La
nouvelle rengaine des analystes politiques et économiques consiste
à déplorer « l’absence des
politiques » dans la gestion de la crise, appelant au retour du volontarisme,
censé remettre les marchés au service de
l’économie, au lieu de subir la dictature des
spéculateurs.
Quelle
est donc exactement la marge de manœuvre de dirigeants politiques, dont
le seul instrument depuis trente-cinq ans est l’augmentation de la
dépense publique (financée alternativement par
l’impôt ou par l’emprunt) ?
Céline
écrivait avec bon sens qu’« on ne meurt pas de ses
dettes mais de ne plus pouvoir en faire ». C’est exactement
ce qu’il est en train d’arriver aux dirigeants européens,
qui ont compris qu’à chaque annonce
« volontariste », de régulation des
marchés ou d’augmentation de l’impôt, le couperet
leur appuierait un peu plus fort sur la nuque.
Que
veut d’ailleurs dire « volontarisme » quand
après avoir fait les gros yeux aux marchés le matin, on va y
tendre la main l’après midi ?
Les
États-Unis nous offrent un exemple assez limpide de cette impuissance
désespérée :
Multiplication
des programmes de Quantitative Easing (monétisation de la dette), nouveaux
plans de relance gigantesques (450 milliards de dollars pour le dernier), et
tout récemment le twist qui
n’aura fait danser personne (il s’agit pour la Fed de
transférer les liquidités d’un poste sur l’autre,
en espérant que la baisse des taux d’intérêts
à long terme stimule la demande).
Les
marchés ne sont pas dupes. Tous les « outils économiques »

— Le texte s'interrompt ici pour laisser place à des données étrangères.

use clump_core::geometry::BBox;
use clump_core::scene::{Document, NodeId};

use crate::rng::XorShift64;

/// A layer of `count` random boxes scattered over a square sized so that
/// roughly a third of them touch a neighbor.
pub fn scattered_layer(count: usize, seed: u64) -> (Document, Vec<NodeId>) {
    let mut rng = XorShift64::new(seed);
    let side = (count as f64).sqrt() * 40.0;
    let mut doc = Document::new();
    let layer = doc.add_layer("Layer 1");
    let ids = (0..count)
        .map(|i| {
            let x = rng.gen_f64(0.0, side);
            let y = rng.gen_f64(0.0, side);
            let w = rng.gen_f64(5.0, 25.0);
            let h = rng.gen_f64(5.0, 25.0);
            doc.add_shape(
                layer,
                &format!("shape{i}"),
                Some(BBox::from_corners(x, y, x + w, y + h)),
            )
        })
        .collect();
    (doc, ids)
}

/// A container whose `count` members are shuffled relative to creation order.
pub fn shuffled_container(count: usize, seed: u64) -> (Document, NodeId, Vec<NodeId>) {
    let mut rng = XorShift64::new(seed);
    let mut order: Vec<usize> = (0..count).collect();
    rng.shuffle(&mut order);

    let mut doc = Document::new();
    let layer = doc.add_layer("Layer 1");
    let group = doc.add_container(layer, "group");
    let mut target = vec![NodeId(0); count];
    for rank in order {
        target[rank] = doc.add_shape(group, &format!("shape{rank}"), None);
    }
    (doc, group, target)
}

se résument au mieux à des vases communicants, et au pire
à de la création monétaire. Et quand les outils ne
marchent plus, on attend dans un coin, sans savoir s’il faut laisser
déferler la vague ou changer radicalement d’outil, corseter la
démocratie, et une fois encore installer le politique dans la toute puissance qui ne lui a jusqu’alors jamais
réussi.
Ce
scénario a été malheureusement très
précisément décrit par Friedrich Hayek dans La Route de la servitude, dès
1944. (Un résumé animé est disponible ici.)
La
seule solution, au risque de se répéter, est une diminution
drastique de la dépense publique et donc, mécaniquement et
inexorablement, de la taille de l’État.
En
attendant, devant l’enlisement de la crise, ce sont aujourd’hui
les BRICS (Brésil, Russie, Inde, Chine, Afrique du Sud) qui se
réunissent pour essayer de sauver les pays européens de
l’impéritie de leurs dirigeants. Il est particulièrement
embarrassant, pour qui a passé une demi-heure à Calcutta, de se
dire que l’Inde va peut-être aller au secours de la France.
On
apprend enfin qu’Angela Merkel aurait dit au pape
lors de sa récente visite en Allemagne que « la politique
devait avoir la force d’agir plutôt que de subir ».
Peut-être
le souverain pontife dira-t-il un chapelet pour le retour de la croissance,
mais on peut raisonnablement penser que le salut de la zone euro demandera un
petit peu plus de sacrifices.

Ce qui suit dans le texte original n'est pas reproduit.